━━━ Exercise data ━━━
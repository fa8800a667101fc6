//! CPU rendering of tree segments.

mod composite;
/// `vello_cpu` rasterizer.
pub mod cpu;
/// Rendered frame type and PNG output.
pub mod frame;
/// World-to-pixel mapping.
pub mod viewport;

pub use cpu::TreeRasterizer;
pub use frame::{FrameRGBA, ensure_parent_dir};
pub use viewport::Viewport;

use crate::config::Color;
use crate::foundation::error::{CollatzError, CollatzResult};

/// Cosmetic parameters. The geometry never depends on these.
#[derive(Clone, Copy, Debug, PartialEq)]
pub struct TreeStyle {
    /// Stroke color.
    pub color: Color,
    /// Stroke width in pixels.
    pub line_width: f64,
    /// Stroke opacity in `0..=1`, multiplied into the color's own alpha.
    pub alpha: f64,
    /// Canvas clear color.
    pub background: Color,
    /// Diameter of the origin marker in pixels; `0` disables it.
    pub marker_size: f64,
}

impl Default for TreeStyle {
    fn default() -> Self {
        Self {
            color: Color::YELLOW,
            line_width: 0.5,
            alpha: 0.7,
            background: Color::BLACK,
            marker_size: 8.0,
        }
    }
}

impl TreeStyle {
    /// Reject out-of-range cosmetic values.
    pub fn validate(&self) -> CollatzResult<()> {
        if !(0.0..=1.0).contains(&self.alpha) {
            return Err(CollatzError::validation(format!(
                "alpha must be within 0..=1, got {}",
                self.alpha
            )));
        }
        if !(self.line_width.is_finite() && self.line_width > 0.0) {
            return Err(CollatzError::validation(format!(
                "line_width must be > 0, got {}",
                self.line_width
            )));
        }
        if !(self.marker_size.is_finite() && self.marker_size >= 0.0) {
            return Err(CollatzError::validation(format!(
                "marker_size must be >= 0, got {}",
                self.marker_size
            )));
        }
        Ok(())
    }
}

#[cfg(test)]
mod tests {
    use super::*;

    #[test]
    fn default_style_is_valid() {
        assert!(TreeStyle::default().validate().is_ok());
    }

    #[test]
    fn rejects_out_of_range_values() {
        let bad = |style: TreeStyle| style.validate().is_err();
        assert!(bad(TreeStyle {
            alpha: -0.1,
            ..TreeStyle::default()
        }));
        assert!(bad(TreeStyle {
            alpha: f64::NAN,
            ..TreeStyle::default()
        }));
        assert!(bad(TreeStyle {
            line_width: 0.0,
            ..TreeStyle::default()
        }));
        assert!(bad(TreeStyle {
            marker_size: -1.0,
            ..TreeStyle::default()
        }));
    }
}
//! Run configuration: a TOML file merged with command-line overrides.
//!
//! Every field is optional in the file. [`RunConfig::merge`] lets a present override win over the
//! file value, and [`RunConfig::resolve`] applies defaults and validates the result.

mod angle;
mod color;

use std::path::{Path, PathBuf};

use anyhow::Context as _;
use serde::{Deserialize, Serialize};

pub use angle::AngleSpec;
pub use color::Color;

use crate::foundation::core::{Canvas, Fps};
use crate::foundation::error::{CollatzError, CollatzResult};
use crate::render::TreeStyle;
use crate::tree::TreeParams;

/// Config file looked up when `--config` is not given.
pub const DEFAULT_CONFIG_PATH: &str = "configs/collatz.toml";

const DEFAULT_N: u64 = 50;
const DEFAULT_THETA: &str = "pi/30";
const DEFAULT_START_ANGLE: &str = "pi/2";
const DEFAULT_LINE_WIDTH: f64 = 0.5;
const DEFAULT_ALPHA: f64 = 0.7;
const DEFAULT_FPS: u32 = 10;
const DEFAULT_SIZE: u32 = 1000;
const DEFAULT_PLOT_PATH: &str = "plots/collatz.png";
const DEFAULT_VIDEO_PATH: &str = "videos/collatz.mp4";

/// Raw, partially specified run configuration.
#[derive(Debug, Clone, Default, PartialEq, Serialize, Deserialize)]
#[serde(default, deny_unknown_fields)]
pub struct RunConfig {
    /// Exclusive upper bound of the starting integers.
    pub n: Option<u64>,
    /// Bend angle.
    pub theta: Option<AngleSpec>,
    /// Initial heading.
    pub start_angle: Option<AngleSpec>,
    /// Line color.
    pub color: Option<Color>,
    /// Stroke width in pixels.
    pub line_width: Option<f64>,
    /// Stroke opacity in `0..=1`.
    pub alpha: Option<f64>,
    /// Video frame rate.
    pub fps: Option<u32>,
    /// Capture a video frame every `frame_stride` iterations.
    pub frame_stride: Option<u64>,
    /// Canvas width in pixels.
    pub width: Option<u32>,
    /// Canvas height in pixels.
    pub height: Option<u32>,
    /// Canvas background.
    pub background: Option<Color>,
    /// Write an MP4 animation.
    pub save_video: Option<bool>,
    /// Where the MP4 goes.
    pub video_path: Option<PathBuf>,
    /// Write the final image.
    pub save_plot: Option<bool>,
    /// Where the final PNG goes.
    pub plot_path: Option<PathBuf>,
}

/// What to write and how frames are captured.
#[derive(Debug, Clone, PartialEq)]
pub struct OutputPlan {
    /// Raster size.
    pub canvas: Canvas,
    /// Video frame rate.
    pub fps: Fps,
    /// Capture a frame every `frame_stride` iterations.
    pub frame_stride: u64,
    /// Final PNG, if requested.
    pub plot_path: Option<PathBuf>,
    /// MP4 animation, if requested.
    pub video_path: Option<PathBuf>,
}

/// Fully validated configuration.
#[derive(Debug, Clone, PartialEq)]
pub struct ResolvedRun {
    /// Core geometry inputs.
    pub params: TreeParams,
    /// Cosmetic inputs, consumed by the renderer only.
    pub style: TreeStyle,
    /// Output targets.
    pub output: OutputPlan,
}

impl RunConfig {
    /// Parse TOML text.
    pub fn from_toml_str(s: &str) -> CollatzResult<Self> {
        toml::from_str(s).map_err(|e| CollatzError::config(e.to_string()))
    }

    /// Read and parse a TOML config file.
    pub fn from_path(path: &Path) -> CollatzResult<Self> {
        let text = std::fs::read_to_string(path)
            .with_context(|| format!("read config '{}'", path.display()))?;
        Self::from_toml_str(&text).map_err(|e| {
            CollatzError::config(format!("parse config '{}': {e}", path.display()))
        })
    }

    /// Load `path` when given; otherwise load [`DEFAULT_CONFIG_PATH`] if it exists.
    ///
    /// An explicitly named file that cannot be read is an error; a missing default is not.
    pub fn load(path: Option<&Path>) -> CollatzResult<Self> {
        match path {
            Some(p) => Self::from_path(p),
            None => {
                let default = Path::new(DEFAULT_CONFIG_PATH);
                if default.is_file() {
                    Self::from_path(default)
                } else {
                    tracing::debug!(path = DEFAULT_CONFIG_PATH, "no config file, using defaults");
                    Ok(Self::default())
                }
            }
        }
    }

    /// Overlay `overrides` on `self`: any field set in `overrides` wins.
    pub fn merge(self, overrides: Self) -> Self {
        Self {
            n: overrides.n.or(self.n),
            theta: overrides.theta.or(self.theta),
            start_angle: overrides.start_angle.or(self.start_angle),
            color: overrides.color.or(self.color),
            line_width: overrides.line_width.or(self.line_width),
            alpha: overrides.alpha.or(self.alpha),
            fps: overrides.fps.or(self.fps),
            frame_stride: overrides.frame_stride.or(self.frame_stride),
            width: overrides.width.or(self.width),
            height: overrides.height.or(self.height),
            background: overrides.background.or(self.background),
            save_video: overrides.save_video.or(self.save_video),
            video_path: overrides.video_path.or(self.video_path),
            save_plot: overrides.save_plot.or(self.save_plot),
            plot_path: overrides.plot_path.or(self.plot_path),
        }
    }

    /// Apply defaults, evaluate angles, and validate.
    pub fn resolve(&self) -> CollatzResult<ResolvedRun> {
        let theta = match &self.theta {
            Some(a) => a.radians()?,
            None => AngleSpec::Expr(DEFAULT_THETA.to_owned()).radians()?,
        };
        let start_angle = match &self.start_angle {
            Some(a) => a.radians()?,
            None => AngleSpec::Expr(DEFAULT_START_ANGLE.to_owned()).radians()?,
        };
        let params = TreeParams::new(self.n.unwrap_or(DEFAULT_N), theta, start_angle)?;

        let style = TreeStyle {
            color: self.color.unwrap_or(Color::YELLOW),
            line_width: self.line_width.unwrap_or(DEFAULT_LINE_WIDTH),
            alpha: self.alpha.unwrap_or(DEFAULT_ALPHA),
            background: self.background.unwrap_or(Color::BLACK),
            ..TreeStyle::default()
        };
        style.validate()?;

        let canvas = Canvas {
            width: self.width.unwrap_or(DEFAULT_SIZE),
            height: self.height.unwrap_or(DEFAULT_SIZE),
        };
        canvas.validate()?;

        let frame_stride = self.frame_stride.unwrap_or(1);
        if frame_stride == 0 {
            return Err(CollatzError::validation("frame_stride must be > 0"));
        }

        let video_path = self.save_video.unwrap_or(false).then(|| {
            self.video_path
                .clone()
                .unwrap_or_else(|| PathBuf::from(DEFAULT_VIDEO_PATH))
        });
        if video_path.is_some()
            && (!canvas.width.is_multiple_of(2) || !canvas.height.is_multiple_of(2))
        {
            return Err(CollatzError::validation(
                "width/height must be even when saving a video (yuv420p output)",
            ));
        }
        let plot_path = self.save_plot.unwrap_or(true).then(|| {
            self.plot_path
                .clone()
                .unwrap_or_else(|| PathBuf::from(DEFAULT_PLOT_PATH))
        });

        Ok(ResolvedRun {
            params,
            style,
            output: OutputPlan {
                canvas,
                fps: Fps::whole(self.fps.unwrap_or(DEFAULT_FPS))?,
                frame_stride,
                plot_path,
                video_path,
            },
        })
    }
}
━━━
* Problem requirements *
Word for word, repeat the data from its first line through the line with "#[derive(Clone, Copy, Debug, PartialEq)]", including both of those lines and no others.

* Written answer *
repository fa8800a667101fc6
//! CPU rendering of tree segments.

mod composite;
/// `vello_cpu` rasterizer.
pub mod cpu;
/// Rendered frame type and PNG output.
pub mod frame;
/// World-to-pixel mapping.
pub mod viewport;

pub use cpu::TreeRasterizer;
pub use frame::{FrameRGBA, ensure_parent_dir};
pub use viewport::Viewport;

use crate::config::Color;
use crate::foundation::error::{CollatzError, CollatzResult};

/// Cosmetic parameters. The geometry never depends on these.
#[derive(Clone, Copy, Debug, PartialEq)]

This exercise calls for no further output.